Um aviso prévio aos incautos navegantes se faz necessário; apesar do nome, o sítio Cafundó não fica “no calcanhar do Judas” ou “onde Judas teria perdido as botas”, em local inóspito e inacessível, como alguém equivocadamente poderia deduzir, mas em local bonito, aprazível, de fácil acesso e perto de Teresina.
No telefonema, eu e o Assis fizemos referências brincalhonas ao Zé Francisco. Eu disse que ele é uma figura egressa da mitologia greco-romana, tendo o Assis, num retumbante e hiperbólico pleonasmo, o rebatizado de Dioniso Baco, por ele ser um degustador de uvas e um apreciador de vinho, sendo ainda certo que é um consumado enólogo e enófilo, unindo, assim, teoria e prática. Acrescentei que o seu nome completo passaria a ser Dioniso Baco da Silva Orfeu.
Assis Capucho
O acréscimo do codinome Orfeu não precisa de explicação, e deve-se ao fato de que o nosso amigo é exímio instrumentista, dominando com muita perícia um violão e um teclado, que vale por uma orquestra. Quanto ao sobrenome Silva, é que lhe quis dar um misto de nobreza e popularidade ao mesmo tempo, porquanto com esse apelido há homens simples e nobres.
Além do mais, Zé Francisco tem uma bela e forte voz, com uma poderosa memória que lhe permite ter um vasto e eclético repertório, que abarca a bossa nova, a jovem guarda, a MPB e os clássicos do brega, que na verdade são imortais músicas românticas. Para completar a parte musical, o Assis Capucho é um talentoso saxofonista, que em certos momentos ascendeu de coadjuvante a estrela principal, quando executou alguns boleros e outras melodias.
Se tudo isso ainda não fosse o bastante, o Zé Luís, o senhor do sítio Cafundó, é um exímio percussionista, e deu um brilho pirotécnico a esse trio musical. Em alguns momentos ele atuou como se fora um regente, ao inovar em certos arranjos e improvisações, o que me fez lembrar os improvisos do jazz.

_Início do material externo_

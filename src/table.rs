use std::{
    collections::{btree_map, BTreeMap, BTreeSet},
    sync::Arc,
};

use parking_lot::RwLock;

use crate::{component::downcast, Component, ComponentBox, ComponentKey, Entity};

type Column = BTreeMap<Entity, ComponentBox>;

#[derive(Default)]
struct Tables {
    /// One column per concrete component type
    columns: BTreeMap<ComponentKey, Column>,
    /// family -> member types, in order of first registration
    families: BTreeMap<ComponentKey, Vec<ComponentKey>>,
}

impl Tables {
    fn members(&self, key: ComponentKey) -> &[ComponentKey] {
        self.families.get(&key).map(Vec::as_slice).unwrap_or_default()
    }

    fn get(&self, id: Entity, key: ComponentKey) -> Option<&ComponentBox> {
        if let Some(value) = self.columns.get(&key).and_then(|col| col.get(&id)) {
            return Some(value);
        }

        self.members(key)
            .iter()
            .find_map(|member| self.columns.get(member)?.get(&id))
    }

    /// Resolves a concrete or family key to the concrete key [`Self::get`]
    /// would read for `id`
    fn resolve(&self, id: Entity, key: ComponentKey) -> Option<ComponentKey> {
        if self.columns.get(&key).is_some_and(|col| col.contains_key(&id)) {
            return Some(key);
        }

        self.members(key)
            .iter()
            .copied()
            .find(|member| self.columns.get(member).is_some_and(|col| col.contains_key(&id)))
    }
}

/// Associative storage mapping `(entity, component type)` to a component.
///
/// Every concrete type owns a column. A type's family is recorded in an
/// explicit is-a table, so a lookup or query by family key resolves to
/// whichever member the entity holds.
///
/// All operations take `&self` and lock internally; iteration works on a
/// snapshot so a reader thread may iterate while another thread mutates.
#[derive(Default)]
pub struct ComponentTable {
    inner: RwLock<Tables>,
}

impl ComponentTable {
    pub fn new() -> Self {
        Self::default()
    }

    /// Returns the component of type `T` attached to `id`
    pub fn get<T: Component>(&self, id: Entity) -> Option<Arc<T>> {
        let value = self.inner.read().get(id, ComponentKey::of::<T>())?.clone();
        downcast(value)
    }

    /// Returns the component attached to `id` for a concrete or family key.
    ///
    /// For a family key the earliest registered member type held by `id` is
    /// returned.
    pub fn get_dyn(&self, id: Entity, key: ComponentKey) -> Option<ComponentBox> {
        self.inner.read().get(id, key).cloned()
    }

    /// Returns every member of the family `key` attached to `id`
    pub fn get_family(&self, id: Entity, key: ComponentKey) -> Vec<ComponentBox> {
        let tables = self.inner.read();
        tables
            .members(key)
            .iter()
            .filter_map(|member| tables.columns.get(member)?.get(&id).cloned())
            .collect()
    }

    /// Returns true if `id` has a component of the concrete or family key
    pub fn has(&self, id: Entity, key: ComponentKey) -> bool {
        self.inner.read().get(id, key).is_some()
    }

    /// Stores `value` for `id`, returning the replaced component of the same
    /// concrete type.
    pub fn put(&self, id: Entity, value: ComponentBox) -> Option<ComponentBox> {
        let key = value.key();
        let mut tables = self.inner.write();

        if let Some(family) = value.family_key() {
            let members = tables.families.entry(family).or_default();
            if !members.contains(&key) {
                members.push(key);
            }
        }

        tables.columns.entry(key).or_default().insert(id, value)
    }

    /// Typed version of [`Self::put`]
    pub fn set<T: Component>(&self, id: Entity, value: T) -> Option<Arc<T>> {
        self.put(id, Arc::new(value)).and_then(downcast)
    }

    /// Removes the component of the concrete or family `key` from `id`.
    ///
    /// For a family key the member [`Self::get_dyn`] returns is removed.
    pub fn remove(&self, id: Entity, key: ComponentKey) -> Option<ComponentBox> {
        let mut tables = self.inner.write();
        let key = tables.resolve(id, key)?;
        let column = tables.columns.get_mut(&key)?;
        let value = column.remove(&id);
        if column.is_empty() {
            tables.columns.remove(&key);
        }

        value
    }

    /// Removes every component of `id`, returning how many were removed
    pub fn remove_all(&self, id: Entity) -> usize {
        let mut tables = self.inner.write();
        let mut count = 0;
        tables.columns.retain(|_, column| {
            if column.remove(&id).is_some() {
                count += 1;
            }

            !column.is_empty()
        });

        count
    }

    /// Iterate all components of the concrete or family `key`.
    ///
    /// A family key yields one row per entity, picking the earliest
    /// registered member as [`Self::get_dyn`] does.
    pub fn iter(&self, key: ComponentKey) -> ComponentIter {
        let tables = self.inner.read();
        let rows = match tables.columns.get(&key) {
            Some(column) => column.clone(),
            None => {
                let mut rows = Column::new();
                for member in tables.members(key) {
                    for (&id, value) in tables.columns.get(member).into_iter().flatten() {
                        rows.entry(id).or_insert_with(|| value.clone());
                    }
                }

                rows
            }
        };

        ComponentIter {
            inner: rows.into_iter(),
        }
    }

    /// Iterate all components of type `T`
    pub fn iter_typed<T: Component>(&self) -> impl Iterator<Item = (Entity, Arc<T>)> {
        self.iter(ComponentKey::of::<T>())
            .filter_map(|(id, value)| Some((id, downcast(value)?)))
    }

    /// Returns a snapshot of all components attached to `id`, by concrete type
    pub fn components_of(&self, id: Entity) -> BTreeMap<ComponentKey, ComponentBox> {
        self.inner
            .read()
            .columns
            .iter()
            .filter_map(|(&key, column)| Some((key, column.get(&id)?.clone())))
            .collect()
    }

    /// Returns every entity with at least one component.
    ///
    /// Visits every row, intended for diagnostics.
    pub fn entity_ids(&self) -> BTreeSet<Entity> {
        self.inner
            .read()
            .columns
            .values()
            .flat_map(|column| column.keys().copied())
            .collect()
    }

    /// Returns the number of entities with at least one component
    pub fn num_entities(&self) -> usize {
        self.entity_ids().len()
    }

    /// Returns the member types registered for a family
    pub fn family_members(&self, family: ComponentKey) -> Vec<ComponentKey> {
        self.inner.read().members(family).to_vec()
    }
}

impl core::fmt::Debug for ComponentTable {
    fn fmt(&self, f: &mut core::fmt::Formatter<'_>) -> core::fmt::Result {
        let tables = self.inner.read();
        f.debug_map()
            .entries(tables.columns.iter().map(|(k, v)| (k, v.len())))
            .finish()
    }
}

/// Iterates a snapshot of a component column
pub struct ComponentIter {
    inner: btree_map::IntoIter<Entity, ComponentBox>,
}

impl Iterator for ComponentIter {
    type Item = (Entity, ComponentBox);

    fn next(&mut self) -> Option<Self::Item> {
        self.inner.next()
    }

    fn size_hint(&self) -> (usize, Option<usize>) {
        self.inner.size_hint()
    }
}

impl ExactSizeIterator for ComponentIter {}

Também me pareceu um maestro porque soube incentivar o seu irmão a ser mais ousada no saxofone, tendo conseguido que ele fizesse algumas execuções solo, de rara beleza e perícia.
Não tendo Deus me dado o dom da arte do divino Orfeu, não sabendo executar nenhum instrumento e nem cantar, contudo sei apreciar uma boa música, qualquer que seja o seu gênero ou estilo. Contive-me, portanto, em escutar com atenção e em aplaudir com entusiasmo os meus três melódicos amigos. No máximo, tive pálida participação na parte vocal, quando cantarolei, embora de forma canhestra e incipiente, algumas canções, cujas belas letras conhecia.
A manhã domingueira também foi perfeita nos quesitos da libação e dos comestíveis. O nosso anfitrião Zé Luís é um tanto metódico e perfeccionista, de modo que a cerveja por vezes ostentava um elegante “véu de noiva” ou um deslumbrante “pescoço de águia americana”, mas sem nunca congelar. A carne do insuperável churrasco sempre se apresentou tenra e suculenta, pois ele domina o ponto exato do tempo, da distância e do fogo, o que faz a diferença entre um mestre e um simples borra-botas ou melamão. Cabe ainda informar que as carnes caprinas e galináceas tinham a grife Cafundó (ou made in Cafundó, se o leitor americanizado assim preferir).
Em dado momento o Zé Luís me perguntou se o churrasco estava bom ou se poderia ser melhorado. Fui enfático, conciso e radical em minha resposta: “Não tente melhorar; se melhorar, estraga”. É ele um perfeito anfitrião, atencioso e educado, mas sem artificialidades postiças. Essas qualidades e atributos são de sua índole. Como na música do lendário Bat Materson, ele é “sempre elegante e cordial”. Por essas razões, dei-lhe o título nobiliárquico de Barão de Bitorocara.